Published online Nov 21, 2020. doi: 10.3748/wjg.v26.i43.6795
Peer-review started: May 20, 2020
First decision: July 29, 2020
Revised: August 12, 2020
Accepted: October 1, 2020
Article in press: October 1, 2020
Published online: November 21, 2020
Processing time: 178 Days and 8.6 Hours
Pharmacological therapy for diarrhea is associated with contraindications and side effects. In the search for new therapeutic alternatives, natural products and medicinal plants are of great relevance, plant extracts, their semi-synthetic derivatives and synthetic compounds inspired by natural products make up the majority of drugs in use today. Many plant species and their isolated compounds, including terpenes, showed promising effects in the context of diarrhea, based on this criterion, the monoterpene (-)-fenchone was selected for this study.
(-)-Fenchone is a bicyclic monoterpene present in essential oils of plant species, such as Foeniculum vulgare and Peumus boldus, used in the treatment of gastrointestinal diseases. It has relevant pharmacological activities described in the literature. Many species of plants and their isolated compounds, including terpenes, have shown promising antidiarrheal and motility, based on this result, the monoterpene (-)-fenchone was selected for this study.
The main objective of our study was to evaluate the antidiarrheal activity related to gastrointestinal motility, intestinal secretion and antimicrobial and antifungal activity of (-)-fenchone.
In this study, antidiarrheal activity was evaluated in vivo, using male Swiss mice.

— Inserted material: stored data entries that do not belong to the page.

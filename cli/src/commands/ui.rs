//! `weft ui` — start the supervised control-plane processes.

use tracing::info;

use crate::supervisor::{ChildCommand, ChildSpec, Supervisor};

use super::CliError;

#[derive(Debug)]
pub struct UiOptions {
    pub dashboard_port: Option<u16>,
    pub chat_port: Option<u16>,
    pub mlflow_port: Option<u16>,
    pub mlflow_uri: Option<String>,
    pub no_chat: bool,
}

fn render_config<T: serde::Serialize>(value: &T) -> Result<String, CliError> {
    serde_json::to_string(value).map_err(|e| CliError::Runtime(e.to_string()))
}

pub async fn execute(options: UiOptions) -> Result<(), CliError> {
    let settings = config::Settings::from_env();
    let dashboard_port = options.dashboard_port.unwrap_or(settings.dashboard_port);
    let chat_port = options.chat_port.unwrap_or(settings.chat_port);

    let dashboard_config = serve::DashboardConfig {
        port: dashboard_port,
        db_path: settings.db_path.clone(),
        experiment_db_path: settings.experiment_db_path.clone(),
        workflows_dir: settings.workflows_dir.clone(),
        webhook_secret: settings.webhook_secret.clone(),
        max_webhook_runs: settings.max_webhook_runs,
    };
    let mut children = vec![ChildSpec {
        name: "dashboard".to_string(),
        command: ChildCommand::Internal {
            subcommand: "dashboard".to_string(),
            config_json: render_config(&dashboard_config)?,
        },
        ready_port: Some(dashboard_port),
    }];

    if !options.no_chat {
        let chat_config = serve::ChatConfig {
            port: chat_port,
            db_path: settings.db_path.clone(),
            workflows_dir: settings.workflows_dir.clone(),
            workflow: settings.chat_workflow.clone(),
        };
        children.push(ChildSpec {
            name: "chat".to_string(),
            command: ChildCommand::Internal {
                subcommand: "chat".to_string(),
                config_json: render_config(&chat_config)?,
            },
            ready_port: Some(chat_port),
        });
    }

    match (options.mlflow_port, options.mlflow_uri.as_deref()) {
        (Some(port), _) => children.push(ChildSpec {
            name: "metrics-ui".to_string(),
            command: ChildCommand::External {
                program: "mlflow".to_string(),
                args: vec![
                    "ui".to_string(),
                    "--port".to_string(),
                    port.to_string(),
                    "--backend-store-uri".to_string(),
                    format!("sqlite:///{}", settings.experiment_db_path),
                ],
            },
            ready_port: Some(port),
        }),
        (None, Some(uri)) => info!(uri, "using already-running metrics UI"),
        (None, None) => {}
    }

    println!("dashboard  http://127.0.0.1:{}/workflows", dashboard_port);
    if !options.no_chat {
        println!("chat       http://127.0.0.1:{}/", chat_port);
    }
    if let Some(port) = options.mlflow_port {
        println!("metrics    http://127.0.0.1:{}/", port);
    }

    Supervisor::new(children).run().await
}
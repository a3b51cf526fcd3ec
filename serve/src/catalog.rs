//! Workflow catalog: declarations loaded from a directory at startup,
//! addressed by `flow.name`. Webhook triggers and the chat UI resolve
//! workflows here.

use std::collections::HashMap;
use std::path::Path;
use std::sync::Arc;

use tracing::{info, warn};
use weft::Plan;

#[derive(Clone, Default)]
pub struct WorkflowCatalog {
    plans: Arc<HashMap<String, Plan>>,
}

impl WorkflowCatalog {
    /// Loads every `.yaml`/`.yml`/`.json` declaration under `dir`. Files that
    /// fail to parse or validate are skipped with a warning; a missing
    /// directory is an empty catalog.
    pub fn load_dir(dir: &Path) -> Self {
        let mut plans = HashMap::new();
        let entries = match std::fs::read_dir(dir) {
            Ok(entries) => entries,
            Err(e) => {
                warn!(dir = %dir.display(), error = %e, "no workflow directory; catalog empty");
                return Self::default();
            }
        };
        for entry in entries.filter_map(|e| e.ok()) {
            let path = entry.path();
            let is_decl = matches!(
                path.extension().and_then(|e| e.to_str()),
                Some("yaml") | Some("yml") | Some("json")
            );
            if !is_decl {
                continue;
            }
            match Plan::from_path(&path) {
                Ok(plan) => {
                    info!(workflow = plan.name(), path = %path.display(), "workflow loaded");
                    plans.insert(plan.name().to_string(), plan);
                }
                Err(e) => warn!(path = %path.display(), error = %e, "declaration skipped"),
            }
        }
        Self {
            plans: Arc::new(plans),
        }
    }

    /// Builds a catalog from already-materialized plans (tests, embedding).
    pub fn from_plans(plans: Vec<Plan>) -> Self {
        Self {
            plans: Arc::new(
                plans
                    .into_iter()
                    .map(|p| (p.name().to_string(), p))
                    .collect(),
            ),
        }
    }

    pub fn get(&self, name: &str) -> Option<&Plan> {
        self.plans.get(name)
    }

    pub fn names(&self) -> Vec<&str> {
        let mut names: Vec<&str> = self.plans.keys().map(|s| s.as_str()).collect();
        names.sort_unstable();
        names
    }

    pub fn first(&self) -> Option<&Plan> {
        self.names().first().and_then(|name| self.plans.get(*name))
    }
}

#[cfg(test)]
mod tests {
    use super::*;

    const FLOW: &str = r#"
schema_version: "1.0"
flow: { name: hello }
state:
  fields:
    message: { type: str, required: true }
    result: { type: str }
nodes:
  - id: hello
    prompt: "Say hello to {message}"
    llm: { provider: echo, model: echo-1 }
    outputs: [result]
edges:
  - { from: START, to: hello }
  - { from: hello, to: END }
"#;

    #[test]
    fn loads_valid_skips_broken() {
        let dir = tempfile::tempdir().unwrap();
        std::fs::write(dir.path().join("hello.yaml"), FLOW).unwrap();
        std::fs::write(dir.path().join("broken.yaml"), "nodes: [").unwrap();
        std::fs::write(dir.path().join("notes.txt"), "not a workflow").unwrap();

        let catalog = WorkflowCatalog::load_dir(dir.path());
        assert_eq!(catalog.names(), vec!["hello"]);
        assert!(catalog.get("hello").is_some());
        assert!(catalog.get("broken").is_none());
    }

    #[test]
    fn missing_dir_is_empty_catalog() {
        let catalog = WorkflowCatalog::load_dir(Path::new("/definitely/not/here"));
        assert!(catalog.names().is_empty());
        assert!(catalog.first().is_none());
    }
}
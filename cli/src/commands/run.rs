//! `weft run <config> [--input k=v]…`

use std::future::Future;
use std::path::Path;
use std::sync::Arc;

use weft::{DefaultLlmFactory, Engine, Plan, RunOptions, RunStatus, SqliteRunRepository, ToolRegistry};

use super::{parse_inputs, CliError};

/// Builds the standard local engine over the shared SQLite store.
pub fn local_engine() -> Result<Arc<Engine>, CliError> {
    let settings = config::Settings::from_env();
    let repo = Arc::new(SqliteRunRepository::new(&settings.db_path)?);
    Ok(Arc::new(Engine::new(
        repo,
        Arc::new(DefaultLlmFactory),
        Arc::new(ToolRegistry::new()),
    )))
}

/// Runs a future until done or Ctrl-C (exit code 130).
pub async fn interruptible<F>(work: F) -> Result<(), CliError>
where
    F: Future<Output = Result<(), CliError>>,
{
    tokio::select! {
        result = work => result,
        _ = tokio::signal::ctrl_c() => Err(CliError::Interrupted),
    }
}

pub async fn execute(config_path: &Path, raw_inputs: &[String]) -> Result<(), CliError> {
    let plan = Plan::from_path(config_path)?;
    let inputs = parse_inputs(raw_inputs)?;
    let engine = local_engine()?;

    let record = engine.execute(&plan, inputs, RunOptions::default()).await?;
    match record.status {
        RunStatus::Completed => {
            println!(
                "{}",
                serde_json::to_string_pretty(&record.outputs)
                    .map_err(|e| CliError::Runtime(e.to_string()))?
            );
            eprintln!(
                "run {} completed in {:.2}s (${:.4})",
                record.run_id,
                record.duration_seconds.unwrap_or(0.0),
                record.cost_usd.unwrap_or(0.0),
            );
            Ok(())
        }
        status => Err(CliError::RunFailed(format!(
            "run {} is {}: {}",
            record.run_id,
            status,
            record.error.as_deref().unwrap_or("no detail recorded"),
        ))),
    }
}
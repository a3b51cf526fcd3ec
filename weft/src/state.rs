//! Runtime state and output models synthesized from a validated declaration.
//!
//! No code generation: state travels as a tagged map keyed by field name and
//! every value is checked through the TypeRef tree. [`StateModel`] is the
//! `{field, type, required, default}` table emitted at plan-build time;
//! [`OutputModel`] validates one node's structured output before it is merged.
//! Both are cheap to clone and reusable across runs of the same declaration.

use std::collections::BTreeMap;

use serde_json::{json, Value};

use crate::error::EngineError;
use crate::schema::{NodeSpec, StateDecl};
use crate::typesys::{validate_value, BasicType, TypeRef};

/// The live shared state of a run: field name → value.
pub type State = BTreeMap<String, Value>;

#[derive(Debug, Clone)]
pub struct StateField {
    pub name: String,
    pub ty: TypeRef,
    pub required: bool,
    pub default: Option<Value>,
}

/// Field table for a declaration's state.
#[derive(Debug, Clone)]
pub struct StateModel {
    fields: Vec<StateField>,
}

impl StateModel {
    /// Resolves every field's type descriptor and checks declared defaults
    /// against their own types.
    pub fn from_decl(decl: &StateDecl) -> Result<Self, EngineError> {
        let mut fields = Vec::with_capacity(decl.fields.len());
        for (name, spec) in &decl.fields {
            let ty = spec
                .resolve()
                .map_err(|e| EngineError::validation(format!("state.fields.{}.type", name), e))?;
            if let Some(default) = &spec.default {
                validate_value(default, &ty).map_err(|e| EngineError::TypeValidation {
                    path: format!("state.fields.{}.default{}", name, e.path),
                    message: format!("expected {}, got {}", e.expected, e.got),
                })?;
            }
            fields.push(StateField {
                name: name.clone(),
                ty,
                required: spec.required,
                default: spec.default.clone(),
            });
        }
        Ok(Self { fields })
    }

    pub fn field(&self, name: &str) -> Option<&StateField> {
        self.fields.iter().find(|f| f.name == name)
    }

    pub fn fields(&self) -> &[StateField] {
        &self.fields
    }

    /// Builds the initial state: required fields come from `inputs` (type
    /// checked), defaults fill the rest, optional fields without a value stay
    /// absent. Input keys that are not state fields are left to the template
    /// layer and do not enter the state.
    pub fn make_state(&self, inputs: &BTreeMap<String, Value>) -> Result<State, EngineError> {
        let mut state = State::new();
        for field in &self.fields {
            match inputs.get(&field.name) {
                Some(value) => {
                    validate_value(value, &field.ty).map_err(|e| EngineError::TypeValidation {
                        path: format!("inputs.{}{}", field.name, e.path),
                        message: format!("expected {}, got {}", e.expected, e.got),
                    })?;
                    state.insert(field.name.clone(), value.clone());
                }
                None => {
                    if let Some(default) = &field.default {
                        state.insert(field.name.clone(), default.clone());
                    } else if field.required {
                        return Err(EngineError::TypeValidation {
                            path: format!("inputs.{}", field.name),
                            message: "required input is missing".to_string(),
                        });
                    }
                }
            }
        }
        Ok(state)
    }
}

/// Validator for one node's output: field name → expected type. Built from
/// the node's `output_schema` when declared, otherwise from the state field
/// types of its `outputs`.
#[derive(Debug, Clone)]
pub struct OutputModel {
    node_id: String,
    fields: Vec<(String, TypeRef)>,
}

impl OutputModel {
    pub fn from_node(node: &NodeSpec, state_model: &StateModel) -> Result<Self, EngineError> {
        let mut fields = Vec::with_capacity(node.outputs.len());
        for output in &node.outputs {
            let ty = match node.output_schema.as_ref().and_then(|s| s.get(output)) {
                Some(decl) => decl.resolve().map_err(|e| {
                    EngineError::validation(
                        format!("nodes.{}.output_schema.{}", node.id, output),
                        e,
                    )
                })?,
                None => {
                    state_model
                        .field(output)
                        .ok_or_else(|| {
                            EngineError::validation(
                                format!("nodes.{}.outputs", node.id),
                                format!("`{}` is not a state field", output),
                            )
                        })?
                        .ty
                        .clone()
                }
            };
            fields.push((output.clone(), ty));
        }
        Ok(Self {
            node_id: node.id.clone(),
            fields,
        })
    }

    pub fn field_names(&self) -> impl Iterator<Item = &str> {
        self.fields.iter().map(|(n, _)| n.as_str())
    }

    /// Checks an LLM reply against the expected fields and returns the
    /// validated output map. A single-field model accepts a bare scalar and
    /// binds it to that field; multi-field models require an object. Extra
    /// keys in the reply are dropped — the declared fields are the contract.
    pub fn validate_output(&self, value: &Value) -> Result<BTreeMap<String, Value>, EngineError> {
        let mut out = BTreeMap::new();
        match (value, self.fields.as_slice()) {
            (Value::Object(map), _) => {
                for (name, ty) in &self.fields {
                    let field_value = map.get(name).ok_or_else(|| EngineError::TypeValidation {
                        path: format!("{}.{}", self.node_id, name),
                        message: "output field is missing".to_string(),
                    })?;
                    self.check(name, field_value, ty)?;
                    out.insert(name.clone(), field_value.clone());
                }
            }
            (scalar, [(name, ty)]) => {
                self.check(name, scalar, ty)?;
                out.insert(name.clone(), scalar.clone());
            }
            (other, _) => {
                return Err(EngineError::TypeValidation {
                    path: self.node_id.clone(),
                    message: format!(
                        "expected an object with fields [{}], got {}",
                        self.fields
                            .iter()
                            .map(|(n, _)| n.as_str())
                            .collect::<Vec<_>>()
                            .join(", "),
                        match other {
                            Value::Array(_) => "a list",
                            Value::Null => "null",
                            _ => "a scalar",
                        }
                    ),
                })
            }
        }
        Ok(out)
    }

    fn check(&self, name: &str, value: &Value, ty: &TypeRef) -> Result<(), EngineError> {
        validate_value(value, ty).map_err(|e| EngineError::TypeValidation {
            path: format!("{}.{}{}", self.node_id, name, e.path),
            message: format!("expected {}, got {}", e.expected, e.got),
        })
    }

    /// JSON Schema for the expected output object; sent to providers as the
    /// structured-output contract and quoted in retry hints.
    pub fn json_schema(&self) -> Value {
        let mut properties = serde_json::Map::new();
        for (name, ty) in &self.fields {
            properties.insert(name.clone(), json_schema_of(ty));
        }
        json!({
            "type": "object",
            "properties": Value::Object(properties),
            "required": self.fields.iter().map(|(n, _)| n.clone()).collect::<Vec<_>>(),
        })
    }
}

fn json_schema_of(ty: &TypeRef) -> Value {
    match ty {
        TypeRef::Any => json!({}),
        TypeRef::Basic(BasicType::Str) => json!({"type": "string"}),
        TypeRef::Basic(BasicType::Int) => json!({"type": "integer"}),
        TypeRef::Basic(BasicType::Float) => json!({"type": "number"}),
        TypeRef::Basic(BasicType::Bool) => json!({"type": "boolean"}),
        TypeRef::List { item } => json!({"type": "array", "items": json_schema_of(item)}),
        TypeRef::Map { value, .. } => {
            json!({"type": "object", "additionalProperties": json_schema_of(value)})
        }
        TypeRef::Object { fields } => {
            let mut properties = serde_json::Map::new();
            for (name, field_ty) in fields {
                properties.insert(name.clone(), json_schema_of(field_ty));
            }
            json!({
                "type": "object",
                "properties": Value::Object(properties),
                "required": fields.keys().cloned().collect::<Vec<_>>(),
            })
        }
    }
}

The effects of (-)-fenchone in the castor oil-induced diarrhea model. Intestinal transit and gastric emptying protocols were used to evaluate a possible antimotility impact. Muscarinic receptors, presynaptic α2-adrenergic and tissue adrenergic receptors, KATP channels, nitric oxide were investigated to uncover antimotility mechanisms of action and castor oil-induced enteropooling to elucidate antisecretory mechanisms. The antimicrobial activity was evaluated in the minimum inhibitory concentration model, the fractional inhibitory concentration index using the (-)-fenchone association method with standard antimicrobial agents.
(-)-Fenchone at doses (75, 150 and 300 mg/kg) has antidiarrheal activity, with a significant decrease in the evacuation index. This activity is possibly related to a percentage of reduced intestinal transit (75, 150 and 300 mg/kg). The antimotility effect of (-)-fenchone decreased in the presence of pilocarpine, yohimbine, propranolol, L-NG-nitroarginine methyl ester or glibenclamide. In the enteropooling model, no reduction in intestinal fluid weight was observed. (-)-Fenchone did not show antibacterial activity, inhibits the growth of strains of fungi with a minimum fungicidal concentration of 32 μg/mL. As for the association between (-)-fenchone and amphotericin B in strains of Candida albicans, it was observed that the association was indifferent.
The antidiarrheal effect of (-)-fenchone found in this study involves antimotility and not involve antisecretory mechanisms. (-)-Fenchone has antifungal activity; however, it did not show antibacterial activity.
The main limitations of our study include strains of tested bacteria that are not the most prevalent in infectious diarrhea, as well as other in vivo models of diarrhea and post-exposure treatment. The prospects are to perform other models of diarrhea in vivo that can help to reinforce these data, as well as other analyzes of molecular markers to characterize mechanisms.